- **WHAT IS BEING ASKED**:
Check each line below for the word "identifier", and copy those that have it.

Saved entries
//! Backend abstraction over the cloud providers driven by the orchestrator.
//!
//! Each provider client implements [`Backend`]; the lifecycle orchestrator is
//! written once against this trait. Transitions a provider does not offer keep
//! the default implementations, which fail with the provider's
//! `unsupported` error, and report `false` from [`Backend::supports`].

use std::future::{self, Future};
use std::pin::Pin;

use crate::resource::{
    ReferenceEntry, ReferenceKind, Resource, ResourceId, ResourceStatus, TransitionKind, WaitGoal,
};

/// Future returned by backend operations.
pub type BackendFuture<'a, T, E> = Pin<Box<dyn Future<Output = Result<T, E>> + Send + 'a>>;

/// Behaviour shared by provider error types.
pub trait ApiError: std::error::Error + Send + Sync + 'static {
    /// Returns true when the provider reported that the resource does not
    /// exist.
    fn is_not_found(&self) -> bool;

    /// Builds the error returned for operations the provider does not offer.
    fn unsupported(operation: &'static str) -> Self;
}

/// Capability interface implemented by provider backends.
pub trait Backend {
    /// Provider specific error type.
    type Error: ApiError;
    /// Parameters accepted by [`Backend::create_resource`].
    type CreateSpec: Send + Sync;
    /// Parameters accepted by [`Backend::clone_resource`].
    type CloneSpec: Send + Sync;

    /// Short provider name used in logs.
    fn provider_name(&self) -> &'static str;

    /// Returns true when the provider offers the given transition.
    fn supports(&self, kind: TransitionKind) -> bool;

    /// Returns true when `status` satisfies `goal` for this provider.
    fn is_terminal(&self, status: &ResourceStatus, goal: WaitGoal) -> bool;

    /// Lists every resource visible to the account.
    fn list_resources(&self) -> BackendFuture<'_, Vec<Resource>, Self::Error>;

    /// Fetches a single resource. Fails with a not-found error for unknown ids.
    fn get_resource(&self, id: ResourceId) -> BackendFuture<'_, Resource, Self::Error>;

    /// Lists a reference-data catalogue.
    fn list_reference_data(
        &self,
        kind: ReferenceKind,
    ) -> BackendFuture<'_, Vec<ReferenceEntry>, Self::Error>;

    /// Provisions a new resource.
    fn create_resource<'a>(
        &'a self,
        spec: &'a Self::CreateSpec,
    ) -> BackendFuture<'a, Resource, Self::Error>;

    /// Issues the destroy call. Completion is observed by polling.
    fn destroy_resource(&self, id: ResourceId) -> BackendFuture<'_, (), Self::Error>;

    /// Reinstalls a resource from an image.
    fn rebuild_resource(
        &self,
        id: ResourceId,
        image_id: u64,
    ) -> BackendFuture<'_, (), Self::Error> {
        let _ = (id, image_id);
        unsupported(TransitionKind::Rebuild)
    }

    /// Powers a resource off.
    fn shutdown_resource(&self, id: ResourceId) -> BackendFuture<'_, Resource, Self::Error> {
        let _ = id;
        unsupported(TransitionKind::Shutdown)
    }

    /// Powers a resource on using the given plan.
    fn start_resource(
        &self,
        id: ResourceId,
        plan_id: u64,
    ) -> BackendFuture<'_, Resource, Self::Error> {
        let _ = (id, plan_id);
        unsupported(TransitionKind::Start)
    }

    /// Freezes a stopped resource.
    fn freeze_resource(&self, id: ResourceId) -> BackendFuture<'_, Resource, Self::Error> {
        let _ = id;
        unsupported(TransitionKind::Freeze)
    }

    /// Thaws a frozen resource onto a plan.
    fn thaw_resource(
        &self,
        id: ResourceId,
        plan_id: u64,
    ) -> BackendFuture<'_, Resource, Self::Error> {
        let _ = (id, plan_id);
        unsupported(TransitionKind::Thaw)
    }

    /// Clones a resource.
    fn clone_resource<'a>(
        &'a self,
        id: ResourceId,
        options: &'a Self::CloneSpec,
    ) -> BackendFuture<'a, Resource, Self::Error> {
        let _ = (id, options);
        unsupported(TransitionKind::Clone)
    }
}

fn unsupported<'a, T: Send + 'a, E: ApiError>(kind: TransitionKind) -> BackendFuture<'a, T, E> {
    Box::pin(future::ready(Err(E::unsupported(kind.as_str()))))
}
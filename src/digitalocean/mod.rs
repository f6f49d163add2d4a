//! DigitalOcean backend: droplets on the v1 API.

mod api;
mod error;
mod types;

use crate::backend::{Backend, BackendFuture};
use crate::config::{ConfigError, DigitalOceanConfig};
use crate::resource::{
    ReferenceEntry, ReferenceKind, Resource, ResourceId, ResourceStatus, TransitionKind, WaitGoal,
};
use crate::session::Session;

pub use api::DigitalOceanClient;
pub use error::DigitalOceanError;
pub use types::{CatalogueEntry, Droplet, DropletSpec, EventAck};

/// Flag values that override the configured droplet defaults.
#[derive(Clone, Copy, Debug, Default, Eq, PartialEq)]
pub struct DropletOverrides {
    /// Region identifier.
    pub region_id: Option<u64>,
    /// Size identifier.
    pub size_id: Option<u64>,
    /// Image identifier.
    pub image_id: Option<u64>,
    /// SSH key identifier.
    pub ssh_key_id: Option<u64>,
}

/// Backend that manages droplets through the DigitalOcean v1 API.
#[derive(Clone, Debug)]
pub struct DigitalOceanBackend {
    client: DigitalOceanClient,
    config: DigitalOceanConfig,
}

impl DigitalOceanBackend {
    /// Constructs a backend from configuration.
    ///
    /// # Errors
    ///
    /// Returns [`ConfigError::MissingFields`] when credentials are absent and
    /// [`ConfigError::HttpClient`] when the HTTP client cannot be built.
    pub fn new(config: DigitalOceanConfig) -> Result<Self, ConfigError> {
        config.validate()?;
        let client = DigitalOceanClient::new(
            &config.api_base,
            config.client_id.clone().unwrap_or_default(),
            config.api_key.clone().unwrap_or_default(),
        )
        .map_err(|err| ConfigError::HttpClient(err.to_string()))?;
        Ok(Self { client, config })
    }

    /// Borrows the underlying API client for droplet operations outside the
    /// lifecycle, such as rename.
    #[must_use]
    pub const fn client(&self) -> &DigitalOceanClient {
        &self.client
    }

    /// Builds a create spec, filling unset fields from the configured defaults.
    #[must_use]
    pub fn droplet_spec(
        &self,
        name: impl Into<String>,
        overrides: DropletOverrides,
    ) -> DropletSpec {
        DropletSpec {
            name: name.into(),
            size_id: overrides.size_id.unwrap_or(self.config.default_size_id),
            image_id: overrides.image_id.unwrap_or(self.config.default_image_id),
            region_id: overrides.region_id.unwrap_or(self.config.default_region_id),
            ssh_key_id: overrides.ssh_key_id.or(self.config.default_ssh_key),
        }
    }
}

impl Session<DigitalOceanBackend> {
    /// Loads DigitalOcean configuration from files and the environment and
    /// builds a session.
    ///
    /// # Errors
    ///
    /// Returns a [`ConfigError`] listing every missing credential.
    pub fn resolve() -> Result<Self, ConfigError> {
        let config = DigitalOceanConfig::load_without_cli_args()?;
        Ok(Self::new(DigitalOceanBackend::new(config)?))
    }
}

impl Backend for DigitalOceanBackend {
    type Error = DigitalOceanError;
    type CreateSpec = DropletSpec;
    type CloneSpec = ();

    fn provider_name(&self) -> &'static str {
        "digitalocean"
    }

    fn supports(&self, kind: TransitionKind) -> bool {
        matches!(
            kind,
            TransitionKind::Create
                | TransitionKind::Destroy
                | TransitionKind::Rebuild
                | TransitionKind::Shutdown
        )
    }

    fn is_terminal(&self, status: &ResourceStatus, goal: WaitGoal) -> bool {
        match goal {
            WaitGoal::Ready => status.as_str() == types::STATUS_ACTIVE,
            WaitGoal::Archived => matches!(status.as_str(), "archive" | "off"),
        }
    }

    fn list_resources(&self) -> BackendFuture<'_, Vec<Resource>, Self::Error> {
        Box::pin(async move {
            let droplets = self.client.droplets().await?;
            Ok(droplets.into_iter().map(Resource::from).collect())
        })
    }

    fn get_resource(&self, id: ResourceId) -> BackendFuture<'_, Resource, Self::Error> {
        Box::pin(async move { Ok(self.client.droplet(id.get()).await?.into()) })
    }

    fn list_reference_data(
        &self,
        kind: ReferenceKind,
    ) -> BackendFuture<'_, Vec<ReferenceEntry>, Self::Error> {
        Box::pin(async move {
            let entries = self.client.catalogue(kind).await?;
            Ok(entries.into_iter().map(ReferenceEntry::from).collect())
        })
    }

    fn create_resource<'a>(
        &'a self,
        spec: &'a Self::CreateSpec,
    ) -> BackendFuture<'a, Resource, Self::Error> {
        Box::pin(async move {
            let mut droplet = self.client.create_droplet(spec).await?;
            if droplet.region_id == 0 {
                droplet.region_id = spec.region_id;
            }
            Ok(droplet.into())
        })
    }

    fn destroy_resource(&self, id: ResourceId) -> BackendFuture<'_, (), Self::Error> {
        Box::pin(async move {
            self.client.destroy_droplet(id.get()).await?;
            Ok(())
        })
    }

    fn rebuild_resource(
        &self,
        id: ResourceId,
        image_id: u64,
    ) -> BackendFuture<'_, (), Self::Error> {
        Box::pin(async move {
            self.client.rebuild_droplet(id.get(), image_id).await?;
            Ok(())
        })
    }

    fn shutdown_resource(&self, id: ResourceId) -> BackendFuture<'_, Resource, Self::Error> {
        Box::pin(async move {
            self.client.shutdown_droplet(id.get()).await?;
            Ok(self.client.droplet(id.get()).await?.into())
        })
    }
}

- **OUTPUT OF THE EXERCISE**:
    /// Region identifier.
    /// Size identifier.
    /// Image identifier.
    /// SSH key identifier.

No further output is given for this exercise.